Fino ad allora era stato un pomeriggio piacevole. Tecnicamente non avrei dovuto guidare perché mancava ancora una settimana al mio sedicesimo compleanno, ma mia madre e il mio patrigno, Paul, avevano portato me e Rachel su un tratto di spiaggia privata della South Shore. Paul ci aveva prestato la sua Prius per fare un giro.

Eravamo in macchina. Era una torrida giornata di agosto; Rachel si era legata i capelli rossi in una coda e indossava una camicia bianca sopra il costume. Non l'avevo mai vista con qualcosa di diverso dalle magliette logore e dai jeans macchiati di pennarello, e quindi quello era un bel cambiamento. «Oh, accosta qui!» mi disse.

Parcheggiammo su un promontorio affacciato sull'Atlantico. Il mare era particolarmente bello quel giorno, di un verde scintillante e levigato come vetro. Rachel mi sorrise. «Allora, per quell'invito...»

«Oh... giusto»

Cercai di mostrare un po' di entusiasmo. Mi aveva invitato a passare tre giorni nella casa delle vacanze dei suoi a St Thomas, e io non ricevevo molte proposte del genere. Nella mia famiglia l'idea di una vacanza speciale corrispondeva a un fine settimana in una capanna fatiscente sulla spiaggia di Long Island, con qualche film a noleggio e un paio di pizze surgelate. I genitori di Rachel invece erano disposti a portarmi ai Caraibi, e io avevo un disperato bisogno di vacanze.

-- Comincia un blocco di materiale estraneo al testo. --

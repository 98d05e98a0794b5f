pub mod senders;
pub mod templates;

use async_trait::async_trait;
use lettre::message::Mailbox;
use std::fmt;

#[derive(Debug)]
pub enum EmailError {
    RelayConnectionFailed(String),
    InvalidDestination,
    InvalidMessage(lettre::error::Error),
    FailedToSend(lettre::transport::smtp::Error),
}

impl std::error::Error for EmailError {}

impl fmt::Display for EmailError {
    fn fmt(&self, f: &mut fmt::Formatter<'_>) -> fmt::Result {
        match self {
            EmailError::RelayConnectionFailed(e) => {
                write!(f, "EmailError: Relay connection failed: {e}")
            }
            EmailError::InvalidDestination => write!(f, "EmailError: Invalid destination address"),
            EmailError::InvalidMessage(e) => write!(f, "EmailError: Invalid message {e}"),
            EmailError::FailedToSend(e) => write!(f, "EmailError: Failed to send: {e}"),
        }
    }
}

#[derive(Debug)]
pub struct EmailMessage<'a> {
    pub body: String,
    pub subject: &'a str,
    pub from: Mailbox,
    pub reply_to: Mailbox,
    pub destination: &'a str,
    pub is_html: bool,
}

#[async_trait]
pub trait SendEmail: Send + Sync {
    async fn send<'a>(&self, message: EmailMessage<'a>) -> Result<(), EmailError>;
}

pub type EmailSender = Box<dyn SendEmail>;
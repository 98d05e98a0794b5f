use std::sync::Mutex;
use std::time::{Duration, SystemTime};

pub trait Clock: Send + Sync {
    fn now(&self) -> SystemTime;
}

#[derive(Clone, Copy, Debug, Default)]
pub struct SystemClock;

impl Clock for SystemClock {
    fn now(&self) -> SystemTime {
        SystemTime::now()
    }
}

/// A clock that only moves when told to. Used to exercise expiry and cooldown windows
/// without sleeping.
#[derive(Debug)]
pub struct ManualClock {
    now: Mutex<SystemTime>,
}

impl ManualClock {
    pub fn new(start: SystemTime) -> Self {
        Self {
            now: Mutex::new(start),
        }
    }

    pub fn advance(&self, by: Duration) {
        let mut now = self.now.lock().unwrap_or_else(|e| e.into_inner());
        *now += by;
    }

    pub fn set(&self, to: SystemTime) {
        *self.now.lock().unwrap_or_else(|e| e.into_inner()) = to;
    }
}

impl Default for ManualClock {
    fn default() -> Self {
        Self::new(SystemTime::now())
    }
}

impl Clock for ManualClock {
    fn now(&self) -> SystemTime {
        *self.now.lock().unwrap_or_else(|e| e.into_inner())
    }
}
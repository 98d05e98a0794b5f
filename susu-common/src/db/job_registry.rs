use diesel::{dsl, ExpressionMethods, OptionalExtension, QueryDsl};
use diesel_async::RunQueryDsl;
use std::time::SystemTime;

use crate::db::{DaoError, DbAsyncPool};
use crate::models::job_registry_item::NewJobRegistryItem;
use crate::schema::job_registry as job_registry_fields;
use crate::schema::job_registry::dsl::job_registry;

pub struct Dao {
    db_async_pool: DbAsyncPool,
}

impl Dao {
    pub fn new(db_async_pool: &DbAsyncPool) -> Self {
        Self {
            db_async_pool: db_async_pool.clone(),
        }
    }

    pub async fn get_job_last_run_timestamp(
        &self,
        name: &str,
    ) -> Result<Option<SystemTime>, DaoError> {
        let mut conn = self.db_async_pool.get().await?;

        Ok(job_registry
            .select(job_registry_fields::last_run_timestamp)
            .find(name)
            .get_result(&mut conn)
            .await
            .optional()?)
    }

    pub async fn set_job_last_run_timestamp(
        &self,
        job_name: &str,
        timestamp: SystemTime,
    ) -> Result<(), DaoError> {
        let registry_item = NewJobRegistryItem {
            job_name,
            last_run_timestamp: timestamp,
        };

        let mut conn = self.db_async_pool.get().await?;

        dsl::insert_into(job_registry)
            .values(&registry_item)
            .on_conflict(job_registry_fields::job_name)
            .do_update()
            .set(job_registry_fields::last_run_timestamp.eq(timestamp))
            .execute(&mut conn)
            .await?;

        Ok(())
    }
}
use diesel_async::pooled_connection::bb8::Pool as AsyncPool;
use diesel_async::pooled_connection::AsyncDieselConnectionManager;
use diesel_async::AsyncPgConnection;
use std::fmt;

pub mod job_registry;
pub mod otp;

pub type DbAsyncPool = AsyncPool<AsyncPgConnection>;
pub type DbAsyncConnection =
    bb8::PooledConnection<'static, AsyncDieselConnectionManager<AsyncPgConnection>>;

pub async fn create_db_async_pool(
    database_uri: &str,
    max_db_connections: u32,
) -> Result<DbAsyncPool, DaoError> {
    let config = AsyncDieselConnectionManager::<AsyncPgConnection>::new(database_uri);
    AsyncPool::builder()
        .max_size(max_db_connections)
        .build(config)
        .await
        .map_err(|e| DaoError::DbAsyncPoolFailure(e.to_string()))
}

/// Builds the pool without opening any connections. They are established on first use.
pub fn create_db_async_pool_lazy(database_uri: &str, max_db_connections: u32) -> DbAsyncPool {
    let config = AsyncDieselConnectionManager::<AsyncPgConnection>::new(database_uri);
    AsyncPool::builder()
        .max_size(max_db_connections)
        .build_unchecked(config)
}

#[derive(Debug)]
pub enum DaoError {
    DbAsyncPoolFailure(String),
    QueryFailure(diesel::result::Error),
}

impl std::error::Error for DaoError {}

impl fmt::Display for DaoError {
    fn fmt(&self, f: &mut fmt::Formatter<'_>) -> fmt::Result {
        match self {
            DaoError::DbAsyncPoolFailure(e) => {
                write!(f, "DaoError: Failed to obtain async DB connection: {e}")
            }
            DaoError::QueryFailure(e) => {
                write!(f, "DaoError: Query failed: {e}")
            }
        }
    }
}

impl<E: std::error::Error + Send + Sync + 'static> From<bb8::RunError<E>> for DaoError {
    fn from(error: bb8::RunError<E>) -> Self {
        DaoError::DbAsyncPoolFailure(error.to_string())
    }
}

impl From<diesel::result::Error> for DaoError {
    fn from(error: diesel::result::Error) -> Self {
        DaoError::QueryFailure(error)
    }
}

L'idea di prendermi una pausa, seppure per qualche giorno, era davvero allettante. Solo che era in arrivo qualcosa di grosso e ormai era questione di giorni. Ero reperibile per una missione. Peggio ancora, la settimana dopo sarebbe arrivato il mio compleanno, insieme a quello di Alex, e c'era questa Profezia secondo la quale per i nostri sedici anni ne sarebbero successe di tutti i colori.

E a proposito di lei... be', quello era il mio problema maggiore al momento. Sì, sì, so perfettamente che impressione sto dando. No, non l'avevo affatto dimenticata -chi cavolo poteva riuscirci? Io no di certo. E' che le cose erano... be', molto complicate.

«Percy» disse Rachel, strappandomi dal filo dei miei pensieri «lo so che il momento è sbagliato. Ma è sempre sbagliato per te, giusto?»

«E' solo che...»

«La guerra. Lo so». Mi mise una mano sul braccio. «Tu pensaci, okay? Non partiremo prima di un paio di giorni. Papà...». Esitò.

«Ti sta stressando molto?» chiesi.

Rachel scosse la testa, disgustata. «Si sforza di essere carino con me, il che è quasi peggio. Vuole che in autunno vada alla Clarion Ladies Academy»

«La scuola che ha frequentato tua madre?»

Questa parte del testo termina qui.